10 responses Add your response
My 1989 and 1992 model year Sony players are still working perfectly. The Karik not so much.
In the automotive world, my 1970 BMW which I've owned for 44 years is still running although it has been modified and updated to suite my demands.
BTW a 2015 BMW will not be running in 44 years no matter what care is lavished on it, not that they receive much anyway.
Most products today are designed to be disposable. I tend to like those which are not.
Not too many techies left to actually troubleshoot and finding gears that get stuck and belts that lost tension.
Getting matching replacements may also be challenging as it might require browsing in huge commercial catalogs such as McMaster or Granger...
Yep BMW models are truly disposable after 2004. My favorite are 5- series of early...mid 90's. 7- series are sweet as well of the same years vintage.
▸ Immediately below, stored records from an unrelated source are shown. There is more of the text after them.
//! Token acquisition for partners that arrive without a token.
//!
//! All storage writes happen before the exchange is issued, so an abandoned
//! exchange (page navigated away) leaves storage consistent.

use std::time::Duration;

use serde::Deserialize;
use url::Url;

use crate::attribution::{Attribution, AttributionResolver, PageUrl, PARTNER_PARAM, TOKEN_PARAM};
use crate::config::{SiteConfig, TokenStrategy};
use crate::error::{Error, Result};
use crate::storage::{PARTNER_KEY, TOKEN_KEY};
use crate::util::{compact_text, fingerprint, normalize_text_option};

const TOKEN_HTTP_TIMEOUT_SECS: u64 = 6;

/// A token handed out by the exchange endpoint.
#[derive(Debug, Clone, PartialEq, Eq)]
pub struct IssuedToken {
    pub token: String,
    /// Partner id as confirmed by the issuer; may differ in normalization.
    pub partner_id: Option<String>,
}

/// Exchanges a partner id for a short-lived token.
#[allow(async_fn_in_trait)]
pub trait TokenIssuer {
    async fn exchange(&self, partner: &str) -> Result<IssuedToken>;
}

/// Result of [`TokenFlow::ensure`].
#[derive(Debug, Clone, PartialEq, Eq)]
pub enum TokenOutcome {
    /// Attribution is settled for this page view.
    Ready(Attribution),
    /// The whole page must navigate here to obtain a token.
    Redirect(String),
}

#[derive(Debug, Clone)]
pub struct TokenFlow {
    strategy: TokenStrategy,
    redirect_endpoint: String,
}

impl TokenFlow {
    pub fn from_config(config: &SiteConfig) -> Self {
        Self {
            strategy: config.token_strategy,
            redirect_endpoint: config.redirect_endpoint.clone(),
        }
    }

    /// Make sure a partner arriving via the URL ends up with a token.
    ///
    /// Exchange failures never block: the partner stays, the token stays empty.
    pub async fn ensure<I: TokenIssuer>(
        &self,
        resolver: &AttributionResolver,
        page: &mut PageUrl,
        issuer: &I,
    ) -> TokenOutcome {
        let url_partner = page.param(PARTNER_PARAM);
        if url_partner.is_empty() {
            resolver.begin_bare_visit();
            return TokenOutcome::Ready(resolver.resolve(page));
        }

        let store = resolver.store();
        store.set_active(true);
        store.switch_partner(&url_partner);

        if !page.param(TOKEN_PARAM).is_empty() {
            return TokenOutcome::Ready(resolver.resolve(page));
        }

        // Survived the partner switch, so it was issued to this partner.
        if !store.read(TOKEN_KEY).is_empty() {
            return TokenOutcome::Ready(resolver.resolve(page));
        }

        match self.strategy {
            TokenStrategy::Redirect => {
                let target = redirect_target(&self.redirect_endpoint, &url_partner, page);
                tracing::info!(
                    partner = fingerprint(&url_partner),
                    "Redirecting through token exchange"
                );
                TokenOutcome::Redirect(target)
            }
            TokenStrategy::Fetch => match issuer.exchange(&url_partner).await {
                Ok(issued) => {
                    let partner = issued
                        .partner_id
                        .and_then(|value| normalize_text_option(Some(value)))
                        .unwrap_or(url_partner);
                    store.write(PARTNER_KEY, &partner);
                    store.write(TOKEN_KEY, &issued.token);
                    page.set_param(PARTNER_PARAM, &partner);
                    page.set_param(TOKEN_PARAM, &issued.token);
                    page.remove_param("qr");
                    tracing::info!(partner = fingerprint(&partner), "Obtained partner token");
                    TokenOutcome::Ready(Attribution::new(partner, issued.token))
                }
                Err(error) => {
                    tracing::warn!(
                        partner = fingerprint(&url_partner),
                        %error,
                        "Token exchange failed; continuing without token"
                    );
                    TokenOutcome::Ready(Attribution::new(url_partner, ""))
                }
            },
        }
    }
}

/// `<endpoint>?pid=<partner>&next=<current path and query without attribution>`
fn redirect_target(endpoint: &str, partner: &str, page: &PageUrl) -> String {
    let mut next = page.clone();
    for key in [PARTNER_PARAM, TOKEN_PARAM, "err", "qr"] {
        next.remove_param(key);
    }
    let next_url = next.as_url();
    let next_path = match next_url.query() {
        Some(query) if !query.is_empty() => format!("{}?{query}", next_url.path()),
        _ => next_url.path().to_string(),
    };
    let separator = if endpoint.contains('?') { '&' } else { '?' };
    format!(
        "{endpoint}{separator}pid={}&next={}",
        urlencoding::encode(partner),
        urlencoding::encode(&next_path)
    )
}

/// Token issuer backed by the JSON exchange endpoint.
#[derive(Debug, Clone)]
pub struct HttpTokenIssuer {
    client: reqwest::Client,
    endpoint: Url,
}

#[derive(Debug, Deserialize)]
#[serde(rename_all = "camelCase")]
struct ExchangeResponse {
    #[serde(default)]
    ok: bool,
    token: Option<String>,
    partner_id: Option<String>,
    error: Option<String>,
}

impl HttpTokenIssuer {
    pub fn new(endpoint: Url) -> Result<Self> {
        let client = reqwest::Client::builder()
            .timeout(Duration::from_secs(TOKEN_HTTP_TIMEOUT_SECS))
            .build()?;
        Ok(Self { client, endpoint })
    }

    /// Resolve the configured endpoint against the current page.
    pub fn for_page(config: &SiteConfig, page: &PageUrl) -> Result<Self> {
        Self::new(page.as_url().join(&config.token_endpoint)?)
    }
}

impl TokenIssuer for HttpTokenIssuer {
    async fn exchange(&self, partner: &str) -> Result<IssuedToken> {
        let response = self
            .client
            .get(self.endpoint.clone())
            .query(&[("pid", partner)])
            .header(reqwest::header::ACCEPT, "application/json")
            .send()
            .await?;

        let status = response.status();
        let body = response.text().await?;
        if !status.is_success() {
            return Err(Error::Upstream(format!(
                "token endpoint returned HTTP {}: {}",
                status.as_u16(),
                compact_text(&body)
            )));
        }

        let payload: ExchangeResponse = serde_json::from_str(&body)?;
        parse_exchange(payload)
    }
}

fn parse_exchange(payload: ExchangeResponse) -> Result<IssuedToken> {
    if !payload.ok {
        return Err(Error::Upstream(
            payload
                .error
                .unwrap_or_else(|| "token exchange was not ok".to_string()),
        ));
    }
    let token = normalize_text_option(payload.token)
        .ok_or_else(|| Error::Upstream("token exchange returned no token".to_string()))?;
    Ok(IssuedToken {
        token,
        partner_id: normalize_text_option(payload.partner_id),
    })
}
They're built to last.
The 80's 5-series was a good car too. My '83 lasted me twenty years and over 200,000 miles, at which time parts cost made keeping it running any longer a bad investment.
But the gears and belts for CD transports can be found cheap on ebay. The drawer on my Theta Data Basic stopped opening, and in a call to Theta I learned that they no longer service that model. I was informed that the problem with the drawer in my Data was a common one, a result of the plastic gear that opens the drawer breaking down. It seems that the toxins in the air in Southern California affects the plastic the gear is made of! Luckily, the gear is available from Japan and China on ebay for $5-$10, and can be changed by a non-professional such as myself. Took about 30 minutes complete---very easy.